2.4 CIS CSC (Center for Internet Security - Critical Security Controls)
The Center for Internet Security Critical Security Controls for Effective Cyber Defense is a publication of best practice guidelines for computer security. The project was initiated early in 2008 as a response to extreme data losses experienced by organizations in the US defense industrial base and recently.[1] The publication was initially developed by the SANS Institute, ownership was transferred to the Council on Cyber Security (CCS) in 2013 and then transferred to Center for Internet Security (CIS) in 2015. It was earlier known as the Consensus Audit Guidelines and it is also known as the CIS CSC, CIS 20, CCS CSC, SANS Top 20 or CAG 20.The CIS Critical Security Controls provide a highly practical and useful framework for every organization to use for both implementation and assessment. Because the Controls are developed by the community and based on actual threat data, they are an authoritative, industry-friendly, and vendor-neutral approach to assessment and auditing of security. (V7.0)
  • CSC 1: Inventory of Authorized and Unauthorized Devices
  • CSC 2: Inventory of Authorized and Unauthorized Software
  • CSC 3: Secure Configurations for Hardware and Software on Mobile Devices, Laptops, Workstations, and Servers
  • CSC 4: Continuous Vulnerability Assessment and Remediation
  • CSC 5: Controlled Use of Administrative Privileges
  • CSC 6: Maintenance, Monitoring, and Analysis of Audit Logs
  • CSC 7: Email and Web Browser Protections
  • CSC 8: Malware Defenses
  • CSC 9: Limitation and Control of Network Ports, Protocols, and Services
  • CSC 10: Data Recovery Capability
  • CSC 11: Secure Configurations for Network Devices such as Firewalls, Routers, and Switches
  • CSC 12: Boundary Defense
  • CSC 13: Data Protection
  • CSC 14: Controlled Access Based on the Need to Know
  • CSC 15: Wireless Access Control
  • CSC 16: Account Monitoring and Control
  • CSC 17: Security Skills Assessment and Appropriate Training to Fill Gaps
  • CSC 18: Application Software Security
  • CSC 19: Incident Response and Management
  • CSC 20: Penetration Tests and Red Team Exercises

2.5 ISA (International Society of Automation)
The International Society of Automation (ISA) volunteers have worked long and hard to adapt the National Institute of Standards (NIST) for information technology (IT) systems to the security and operational requirements of operating technologies (OT). The ISA99 committee has produced policies and practices that, when implemented properly, go a long way towards achieving the security needed for industrial automated control systems.
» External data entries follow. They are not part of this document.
//! 애플리케이션 전역에서 사용하는 에러 시스템
//!
//! 소셜 로그인, 세션, 관리자 기능 전반에서 공유하는 에러 타입입니다.
//! `thiserror`와 `actix_web::ResponseError`를 사용하여 모든 에러를
//! 일관된 JSON 응답(`{"error": "..."}`)으로 변환합니다.
//!
//! ## 사용 예제
//!
//! ```rust,ignore
//! use crate::errors::AppError;
//!
//! async fn load(store: &dyn AccountStore, id: &str) -> Result<Account, AppError> {
//!     store.find_by_id(id).await?
//!         .ok_or_else(|| AppError::NotFound("계정을 찾을 수 없습니다".to_string()))
//! }
//! ```

use mongodb::error::{ErrorKind, WriteFailure};
use thiserror::Error;

/// MongoDB 유니크 인덱스 위반 에러 코드
const DUPLICATE_KEY_CODE: i32 = 11000;

/// 인프라 에러에 대해 클라이언트가 받는 메시지
const INTERNAL_ERROR_MESSAGE: &str = "Internal server error";

/// 애플리케이션 전역 에러 타입
///
/// 자동으로 HTTP 응답으로 변환되어 클라이언트에게 전달됩니다.
#[derive(Error, Debug)]
pub enum AppError {
    /// 데이터베이스 관련 에러 (500 Internal Server Error)
    #[error("Database error: {0}")]
    DatabaseError(String),

    /// Redis 관련 에러 (500 Internal Server Error)
    #[error("Redis error: {0}")]
    RedisError(String),

    /// 입력값 검증 에러 (400 Bad Request)
    #[error("Validation error: {0}")]
    ValidationError(String),

    /// 리소스 찾을 수 없음 에러 (404 Not Found)
    #[error("Not found: {0}")]
    NotFound(String),

    /// 충돌/중복 에러 (409 Conflict)
    #[error("Conflict error: {0}")]
    ConflictError(String),

    /// 인증 실패 에러 (401 Unauthorized)
    #[error("Authentication error: {0}")]
    AuthenticationError(String),

    /// 권한 부족 에러 (403 Forbidden)
    #[error("Authorization error: {0}")]
    AuthorizationError(String),

    /// 외부 서비스 에러 (500 Internal Server Error)
    #[error("External service error: {0}")]
    ExternalServiceError(String),

    /// 내부 서버 에러 (500 Internal Server Error)
    #[error("Internal server error: {0}")]
    InternalError(String),
}

impl AppError {
    /// MongoDB 드라이버 에러를 변환합니다.
    ///
    /// 유니크 인덱스 위반(E11000)은 `ConflictError`로, 나머지는 `DatabaseError`로 매핑됩니다.
    pub fn from_mongo(err: mongodb::error::Error, conflict_message: &str) -> Self {
        if is_duplicate_key(&err) {
            AppError::ConflictError(conflict_message.to_string())
        } else {
            AppError::DatabaseError(err.to_string())
        }
    }
}

fn is_duplicate_key(err: &mongodb::error::Error) -> bool {
    matches!(
        err.kind.as_ref(),
        ErrorKind::Write(WriteFailure::WriteError(write_error)) if write_error.code == DUPLICATE_KEY_CODE
    )
}

impl actix_web::ResponseError for AppError {
    /// HTTP 에러 응답을 생성합니다.
    ///
    /// 각 에러 타입을 적절한 HTTP 상태 코드와 JSON 응답으로 변환합니다.
    ///
    /// 인프라 에러(DB, Redis, 외부 서비스, 내부)는 상세 내용을 로그에만 남기고
    /// 클라이언트에는 일반 메시지를 보냅니다.
    fn error_response(&self) -> actix_web::HttpResponse {
        let message = match self {
            AppError::DatabaseError(_)
            | AppError::RedisError(_)
            | AppError::ExternalServiceError(_)
            | AppError::InternalError(_) => {
                log::error!("{}", self);
                INTERNAL_ERROR_MESSAGE.to_string()
            }
            _ => self.to_string(),
        };

        actix_web::HttpResponse::build(self.status_code())
            .json(serde_json::json!({
                "error": message
            }))
    }

    fn status_code(&self) -> actix_web::http::StatusCode {
        use actix_web::http::StatusCode;

        match self {
            AppError::ValidationError(_) => StatusCode::BAD_REQUEST,
            AppError::NotFound(_) => StatusCode::NOT_FOUND,
            AppError::ConflictError(_) => StatusCode::CONFLICT,
            AppError::AuthenticationError(_) => StatusCode::UNAUTHORIZED,
            AppError::AuthorizationError(_) => StatusCode::FORBIDDEN,
            _ => StatusCode::INTERNAL_SERVER_ERROR,
        }
    }
}

/// 편의성을 위한 Result 타입 별칭
pub type AppResult<T> = Result<T, AppError>;

/// 외부 라이브러리 에러를 AppError로 변환하는 확장 trait
pub trait ErrorContext<T> {
    /// 컨텍스트 정보와 함께 에러를 변환합니다.
    fn context(self, msg: &str) -> AppResult<T>;
}

impl<T, E> ErrorContext<T> for Result<T, E>
where
    E: std::fmt::Display,
{
    fn context(self, msg: &str) -> AppResult<T> {
        self.map_err(|e| AppError::InternalError(format!("{}: {}", msg, e)))
    }
}
//! 데이터 및 서버 설정 관리 모듈
//!
//! 실행 환경, 서버 바인딩, CORS, Rate Limiting 관련 설정을 관리합니다.

use std::env;

/// 애플리케이션 실행 환경
#[derive(Debug, Clone, PartialEq)]
pub enum Environment {
    /// 개발 환경 - 빠른 개발을 위한 설정
    Development,
    /// 테스트 환경 - 자동화된 테스트용 설정
    Test,
    /// 스테이징 환경 - 프로덕션 유사 환경
    Staging,
    /// 프로덕션 환경 - 최고 수준의 보안 및 성능
    Production,
}

impl Environment {
    /// 현재 실행 환경을 감지합니다.
    ///
    /// `ENVIRONMENT` 또는 `NODE_ENV` 환경 변수를 확인하며,
    /// 설정되지 않은 경우 `Production`을 기본값으로 사용합니다.
    pub fn current() -> Self {
        let raw = env::var("ENVIRONMENT")
            .or_else(|_| env::var("NODE_ENV"))
            .unwrap_or_else(|_| "production".to_string());

        Self::from_str(&raw)
    }

    /// 문자열에서 Environment를 생성합니다.
    ///
    /// 알 수 없는 값인 경우 `Production`을 반환합니다.
    pub fn from_str(s: &str) -> Self {
        match s.to_lowercase().as_str() {
            "development" | "dev" => Environment::Development,
            "test" | "testing" => Environment::Test,
            "staging" | "stage" => Environment::Staging,
            _ => Environment::Production,
        }
    }

    pub fn is_production(&self) -> bool {
        matches!(self, Environment::Production)
    }
}

/// 서버 바인딩 설정
pub struct ServerConfig;

impl ServerConfig {
    /// 서버가 바인딩할 포트를 반환합니다. 기본값: 8080
    pub fn port() -> u16 {
        env::var("PORT")
            .unwrap_or_else(|_| "8080".to_string())
            .parse()
            .unwrap_or(8080)
    }

    /// 서버가 바인딩할 호스트 주소를 반환합니다. 기본값: "0.0.0.0"
    pub fn host() -> String {
        env::var("HOST").unwrap_or_else(|_| "0.0.0.0".to_string())
    }

    /// `host:port` 형태의 바인딩 주소
    pub fn bind_address() -> String {
        format!("{}:{}", Self::host(), Self::port())
    }

    /// HTTP 워커 스레드 수. 기본값: 4
    pub fn workers() -> usize {
        env::var("HTTP_WORKERS")
            .ok()
            .and_then(|v| v.parse().ok())
            .filter(|&n: &usize| n > 0)
            .unwrap_or(4)
    }
}

/// CORS 허용 Origin 설정
pub struct CorsConfig;

impl CorsConfig {
    /// 허용할 Origin 목록을 반환합니다.
    ///
    /// `CORS_ALLOWED_ORIGINS` 환경 변수(쉼표 구분)를 사용하며,
    /// 설정되지 않은 경우 로컬 프론트엔드 개발 서버 주소를 허용합니다.
    pub fn allowed_origins() -> Vec<String> {
        match env::var("CORS_ALLOWED_ORIGINS") {
            Ok(raw) => Self::parse_origins(&raw),
            Err(_) => vec![
                "http://localhost:3000".to_string(),
                "http://127.0.0.1:3000".to_string(),
            ],
        }
    }

    fn parse_origins(raw: &str) -> Vec<String> {
        raw.split(',')
            .map(str::trim)
            .filter(|origin| !origin.is_empty())
            .map(str::to_string)
            .collect()
    }
}

/// Rate Limiting 설정
#[derive(Debug, Clone, PartialEq)]
pub struct RateLimitConfig {
    pub per_second: u64,
    pub burst_size: u32,
}

impl RateLimitConfig {
    /// 환경변수에서 Rate Limiting 설정을 로드합니다.
    ///
    /// * `RATE_LIMIT_PER_SECOND` - 초당 허용 요청 수 (기본값: 100)
    /// * `RATE_LIMIT_BURST_SIZE` - 버스트 허용량 (기본값: 200)
    pub fn from_env() -> Self {
        let per_second = env::var("RATE_LIMIT_PER_SECOND")
            .unwrap_or_else(|_| "100".to_string())
            .parse::<u64>()
            .unwrap_or_else(|e| {
                log::error!("RATE_LIMIT_PER_SECOND 파싱 실패: {}. 기본값 100 사용", e);
                100
            });

        let burst_size = env::var("RATE_LIMIT_BURST_SIZE")
            .unwrap_or_else(|_| "200".to_string())
            .parse::<u32>()
            .unwrap_or_else(|e| {
                log::error!("RATE_LIMIT_BURST_SIZE 파싱 실패: {}. 기본값 200 사용", e);
                200
            });

        Self { per_second, burst_size }
    }
}

#[cfg(test)]
mod tests {
    use super::*;

    #[test]
    fn test_environment_from_string() {
        assert_eq!(Environment::from_str("development"), Environment::Development);
        assert_eq!(Environment::from_str("DEV"), Environment::Development);
        assert_eq!(Environment::from_str("test"), Environment::Test);
        assert_eq!(Environment::from_str("stage"), Environment::Staging);
        assert_eq!(Environment::from_str("production"), Environment::Production);
        assert_eq!(Environment::from_str("unknown"), Environment::Production);
        assert!(Environment::from_str("unknown").is_production());
    }

    #[test]
    fn test_server_config_defaults() {
        if env::var("PORT").is_err() {
            assert_eq!(ServerConfig::port(), 8080);
        }

        if env::var("HOST").is_err() {
            assert_eq!(ServerConfig::host(), "0.0.0.0");
        }
    }

    #[test]
    fn test_parse_origins_skips_blank_entries() {
        let origins = CorsConfig::parse_origins(" https://salon.example.com, ,http://localhost:3000 ");
        assert_eq!(
            origins,
            vec![
                "https://salon.example.com".to_string(),
                "http://localhost:3000".to_string()
            ]
        );
    }
}
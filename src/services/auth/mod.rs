//! # Authentication Services
//!
//! - [`identity_service`] - 프로필 → 계정 해석 (조회/연결/생성)
//! - [`oauth_service`] - OAuth 2.0 인가 코드 흐름 (Google, Facebook)
//! - [`providers`] - 프로바이더 토큰 교환과 사용자 정보 조회
//! - [`state_store`] - 일회용 OAuth state 저장소
//! - [`token_service`] - JWT 세션 참조 발급/검증
//! - [`session_service`] - 세션 참조 → 계정 상관

pub mod identity_service;
pub mod oauth_service;
pub mod providers;
pub mod state_store;
pub mod token_service;
pub mod session_service;

pub use identity_service::{IdentityResolver, Resolution};
pub use oauth_service::OAuthService;
pub use providers::{HttpProviderGateway, ProviderGateway};
pub use state_store::{OAuthStateStore, RedisOAuthStateStore};
pub use token_service::TokenService;
pub use session_service::SessionService;
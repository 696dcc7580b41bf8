//! 에러 처리 모듈

pub mod errors;

pub use errors::{AppError, AppResult, ErrorContext};
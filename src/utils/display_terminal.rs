//! 터미널 출력 포맷팅 유틸리티
//!
//! 서버 기동 과정(저장소 연결, 인덱스 준비, 서비스 조립)을 단계별로 출력합니다.

/// 박스 형태로 둘러싸인 제목을 출력합니다
///
/// ```text
/// ╔══════════════════════════════════════════════════╗
/// ║              Salon Identity Service              ║
/// ╚══════════════════════════════════════════════════╝
/// ```
pub fn print_boxed_title(title: &str) {
    let content_width = 50;
    let border = "═".repeat(content_width);

    println!("╔{}╗", border);
    println!("║{:^50}║", title);
    println!("╚{}╝", border);
}

/// `→ Step 1: Preparing repositories`
pub fn print_step_start(step: u8, description: &str) {
    println!("→ Step {}: {}", step, description);
}

/// `✓ Step 1: Repositories prepared (2 items)`
pub fn print_step_complete(step: u8, description: &str, count: usize) {
    println!("✓ Step {}: {} ({} items)", step, description, count);
}

/// 들여쓰기된 하위 작업 상태
///
/// ```text
///    ├─ AccountRepository: indexes ready
///    ├─ OAuthService: google, facebook
/// ```
pub fn print_sub_task(name: &str, status: &str) {
    println!("   ├─ {}: {}", name, status);
}

/// 서비스 조립이 끝난 뒤 구성 요소 수를 요약합니다
pub fn print_final_summary(repos: usize, services: usize) {
    println!();
    print_boxed_title("🎉 IDENTITY SERVICES READY");
    println!("   📦 Repositories: {}", repos);
    println!("   🔧 Services: {}", services);
    println!("   🚀 Total Components: {}", repos + services);
    println!();
}
//! JWT 인증 미들웨어
//!
//! ActixWeb 요청 파이프라인에서 Bearer 토큰을 검증하고, 토큰의 계정 ID로 계정을
//! 다시 조회해서 [`AuthenticatedUser`](crate::domain::models::auth::AuthenticatedUser)를
//! 요청 확장에 넣습니다. `web::Data<SessionService>`가 앱에 등록되어 있어야 합니다.

use std::future::{ready, Ready};
use std::rc::Rc;

use actix_web::{
    dev::{Service, ServiceRequest, ServiceResponse, Transform},
    Error, Result,
    body::EitherBody,
};
use crate::domain::entities::accounts::Role;
use crate::domain::models::auth::RequiredRole;
use crate::middlewares::auth_inner::AuthMiddlewareService;

/// JWT 인증 미들웨어
///
/// 유효한 토큰이 없으면 401, 역할이 맞지 않으면 403을 응답합니다.
pub struct AuthMiddleware {
    /// 접근에 필요한 역할 (없으면 인증만 확인)
    required_role: Option<RequiredRole>,
}

impl AuthMiddleware {
    /// 역할 무관 인증 미들웨어 생성
    pub fn required() -> Self {
        Self { required_role: None }
    }

    /// 특정 역할 요구 인증 미들웨어 생성
    pub fn required_with_role(role: Role) -> Self {
        Self { required_role: Some(RequiredRole::Single(role)) }
    }

    /// 복수 역할 중 하나 요구 인증 미들웨어 생성
    pub fn required_with_roles(roles: Vec<Role>) -> Self {
        Self { required_role: Some(RequiredRole::Any(roles)) }
    }
}

impl<S, B> Transform<S, ServiceRequest> for AuthMiddleware
where
    S: Service<ServiceRequest, Response = ServiceResponse<B>, Error = Error> + 'static,
    S::Future: 'static,
    B: 'static,
{
    type Response = ServiceResponse<EitherBody<B>>;
    type Error = Error;
    type Transform = AuthMiddlewareService<S>;
    type InitError = ();
    type Future = Ready<Result<Self::Transform, Self::InitError>>;

    fn new_transform(&self, service: S) -> Self::Future {
        ready(Ok(AuthMiddlewareService {
            service: Rc::new(service),
            required_role: self.required_role.clone(),
        }))
    }
}
//! 살롱 아이덴티티 서비스 메인 애플리케이션
//!
//! Actix-web 기반의 HTTP 서버를 구동하고 모든 서비스를 초기화합니다.
//! MongoDB, Redis 연결을 설정하고 소셜 로그인과 관리자 API를 제공합니다.

use actix_cors::Cors;
use actix_web::http::header;
use actix_web::{middleware, App, HttpServer};
use actix_governor::{Governor, GovernorConfigBuilder};
use dotenv::dotenv;
use env_logger::Env;
use log::{error, info};
use salon_identity_backend::caching::redis::RedisClient;
use salon_identity_backend::config::{CorsConfig, RateLimitConfig, ServerConfig};
use salon_identity_backend::core::AppState;
use salon_identity_backend::db::Database;
use salon_identity_backend::routes::configure_all_routes;
use salon_identity_backend::utils::display_terminal::{print_boxed_title, print_final_summary};

#[actix_web::main]
async fn main() -> std::io::Result<()> {
    // 환경 설정 및 로깅 초기화
    load_env_file();
    init_logging();

    print_boxed_title("Salon Identity Service");
    info!("🚀 살롱 아이덴티티 서비스 시작중...");

    let (database, redis_client) = initialize_data_stores().await?;

    let state = AppState::build(&database, redis_client)
        .await
        .map_err(|e| {
            error!("서비스 초기화 실패: {}", e);
            std::io::Error::other(e.to_string())
        })?;

    print_final_summary(AppState::REPOSITORY_COUNT, AppState::SERVICE_COUNT);
    info!("✅ 모든 서비스가 성공적으로 초기화되었습니다!");

    start_http_server(state).await
}

/// HTTP 서버를 구성하고 실행합니다
///
/// Rate Limiting, CORS, 로깅, 경로 정규화 미들웨어를 적용하고
/// 서비스 핸들을 `app_data`로 등록합니다.
///
/// # Errors
///
/// * `std::io::Error` - Rate Limiting 설정 오류, 포트 바인딩 실패 또는 서버 실행 오류
async fn start_http_server(state: AppState) -> std::io::Result<()> {
    let bind_address = ServerConfig::bind_address();

    info!("🌐 서버가 http://{} 에서 실행중입니다", bind_address);
    info!("📍 Health check: http://{}/health", bind_address);
    info!("📍 Auth API: http://{}/api/v1/auth", bind_address);

    let rate_limit_config = RateLimitConfig::from_env();
    let governor_conf = GovernorConfigBuilder::default()
        .requests_per_second(rate_limit_config.per_second)
        .burst_size(rate_limit_config.burst_size)
        .use_headers()
        .finish()
        .ok_or_else(|| std::io::Error::other("Rate Limiting 설정이 올바르지 않습니다"))?;

    info!(
        "🛡️ Rate Limiting 활성화: 초당 {}요청, 버스트 {}개",
        rate_limit_config.per_second,
        rate_limit_config.burst_size
    );

    let allowed_origins = CorsConfig::allowed_origins();

    HttpServer::new(move || {
        let cors = configure_cors(&allowed_origins);

        App::new()
            // Rate Limiting 미들웨어 (가장 먼저 적용)
            .wrap(Governor::new(&governor_conf))
            .wrap(cors)
            .wrap(middleware::Logger::default())
            .wrap(middleware::NormalizePath::trim())

            .app_data(state.sessions.clone())
            .app_data(state.oauth.clone())
            .app_data(state.accounts.clone())

            .configure(configure_all_routes)
    })
        .bind(&bind_address)?
        .workers(ServerConfig::workers())
        .run()
        .await
}

/// 환경별 설정 파일을 로드합니다
///
/// * `PROFILE=dev` - .env.dev 파일 로드 (기본값)
/// * `PROFILE=prod` - .env.prod 파일 로드
/// * 기타 - 기본 .env 파일 로드
fn load_env_file() {
    let profile = std::env::var("PROFILE").unwrap_or_else(|_| "dev".to_string());

    match profile.as_str() {
        "prod" => {
            if let Err(e) = dotenv::from_filename(".env.prod") {
                eprintln!(".env.prod 파일 로드 실패: {}", e);
            }
        }
        "dev" => {
            if let Err(e) = dotenv::from_filename(".env.dev") {
                eprintln!(".env.dev 파일 로드 실패: {}", e);
            }
        }
        _ => {
            dotenv().ok();
        }
    }
}

/// 로깅 시스템을 초기화합니다
///
/// `RUST_LOG`가 없으면 "info,actix_web=debug"를 사용합니다.
///
/// ```bash
/// RUST_LOG=salon_identity_backend::services=debug cargo run
/// ```
fn init_logging() {
    env_logger::init_from_env(Env::default().default_filter_or("info,actix_web=debug"));
    info!("Current profile: {}", std::env::var("PROFILE").unwrap_or_else(|_| "dev".to_string()));
}

/// MongoDB와 Redis 연결을 초기화합니다
///
/// 어느 한쪽이라도 연결에 실패하면 서버를 시작하지 않습니다.
async fn initialize_data_stores() -> std::io::Result<(Database, RedisClient)> {
    info!("📡 데이터베이스 연결 중...");

    let database = Database::new().await.map_err(|e| {
        error!("데이터베이스 연결 실패: {}", e);
        std::io::Error::other(e.to_string())
    })?;

    let redis_client = RedisClient::new().await.map_err(|e| {
        error!("Redis 연결 실패: {}", e);
        std::io::Error::other(e.to_string())
    })?;

    Ok((database, redis_client))
}

/// CORS 설정을 구성합니다
///
/// 허용 Origin은 `CORS_ALLOWED_ORIGINS`에서 읽습니다. 리프레시 토큰 쿠키 때문에
/// 자격 증명을 허용합니다.
fn configure_cors(allowed_origins: &[String]) -> Cors {
    allowed_origins
        .iter()
        .fold(Cors::default(), |cors, origin| cors.allowed_origin(origin))
        .allowed_methods(vec!["GET", "POST", "PUT", "DELETE", "PATCH", "OPTIONS"])
        .allowed_headers(vec![
            header::AUTHORIZATION,
            header::ACCEPT,
            header::CONTENT_TYPE,
        ])
        .supports_credentials()
        .max_age(3600)
}
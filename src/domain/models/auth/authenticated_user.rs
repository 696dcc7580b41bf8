//! 인증된 사용자 컨텍스트
//!
//! `AuthMiddleware`가 세션 참조를 계정으로 되돌린 뒤 요청 확장(extensions)에 넣는 값입니다.
//! 핸들러는 추출자(extractor)로 받아서 사용합니다.
//!
//! ```rust,ignore
//! #[get("/me")]
//! async fn me(user: AuthenticatedUser) -> Result<HttpResponse, AppError> {
//!     Ok(HttpResponse::Ok().json(json!({ "id": user.account_id })))
//! }
//! ```

use std::future::{ready, Ready};
use actix_web::{Error, FromRequest, HttpMessage, HttpRequest};
use serde::{Deserialize, Serialize};
use crate::domain::entities::accounts::{Account, Role};

#[derive(Debug, Clone, Serialize, Deserialize)]
pub struct AuthenticatedUser {
    pub account_id: String,

    pub email: Option<String>,

    /// 요청 시점에 저장소에서 읽은 현재 역할
    pub role: Role,
}

impl AuthenticatedUser {
    /// 저장된 계정으로부터 컨텍스트를 만듭니다. ID가 없는 계정은 `None`.
    pub fn from_account(account: &Account) -> Option<Self> {
        Some(Self {
            account_id: account.id_string()?,
            email: account.email.clone(),
            role: account.role,
        })
    }
}

impl FromRequest for AuthenticatedUser {
    type Error = Error;
    type Future = Ready<actix_web::Result<Self, Self::Error>>;

    fn from_request(req: &HttpRequest, _payload: &mut actix_web::dev::Payload) -> Self::Future {
        match req.extensions().get::<AuthenticatedUser>() {
            Some(user) => ready(Ok(user.clone())),
            None => ready(Err(actix_web::error::ErrorUnauthorized(
                "인증되지 않은 요청입니다"
            ))),
        }
    }
}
ISA/IEC-62443 is a series of standards, technical reports, and related information that define procedures for implementing electronically secure Industrial Automation and Control Systems (IACS).


3. Security Models
  • CIA Triad : onfidentiality, integrity and availability, also known as the CIA triad, is a model designed to guide policies for information security within an organization. The model is also sometimes referred to as the AIC triad (availability, integrity and confidentiality) to avoid confusion with the Central Intelligence Agency. The elements of the triad are considered the three most crucial components of security. Confidentiality is a set of rules that limits access to information, integrity is the assurance that the information is trustworthy and accurate, and availability is a guarantee of reliable access to the information by authorized people.
  • Cisco offers the integrated security solution, which delivers services above and beyond the "one size fits all" model. In addition, Cisco services are designed to deliver value throughout the entire network life cycle that includes the stages of prepare, plan, design, implement, operate, and optimize (PPDIOO). the Cisco PPDIOO model,  encompasses all the steps from network vision to optimization, enabling Cisco to provide a broader portfolio of support and end-to-end solutions to its customers.
  • Cisco Network Security Design Steps: Following a structured set of steps when developing and implementing network security will help you address the varied concerns that play a part in security design. Many security strategies have been developed in a haphazard way and have failed to actually secure assets and to meet a customer's primary goals for security. Breaking down the process of security design into the following steps will help you effectively plan and execute a security strategy:
    1. Identify network assets.
    2. Analyze security risks.
    3. Analyze security requirements and tradeoffs.
    4. Develop a security plan.
    5. Define a security policy.
    6. Develop procedures for applying security policies.
    7. Develop a technical implementation strategy.
    8. Achieve buy-in from users, managers, and technical staff.
    9. Train users, managers, and technical staff.
    10. Implement the technical strategy and security procedures.
    11. Test the security and update it if any problems are found.
    12. Maintain security.
  • PDCA (plan-do-check-act): PDCA (plan-do-check-act, sometimes seen as plan-do-check-adjust) is a repetitive four-stage model for continuous improvement (CI) in business process management.PDCA was popularized by Dr. W. Edwards Deming, an American engineer, statistician and management consultant. Deming is often considered the father of modern quality control (QC).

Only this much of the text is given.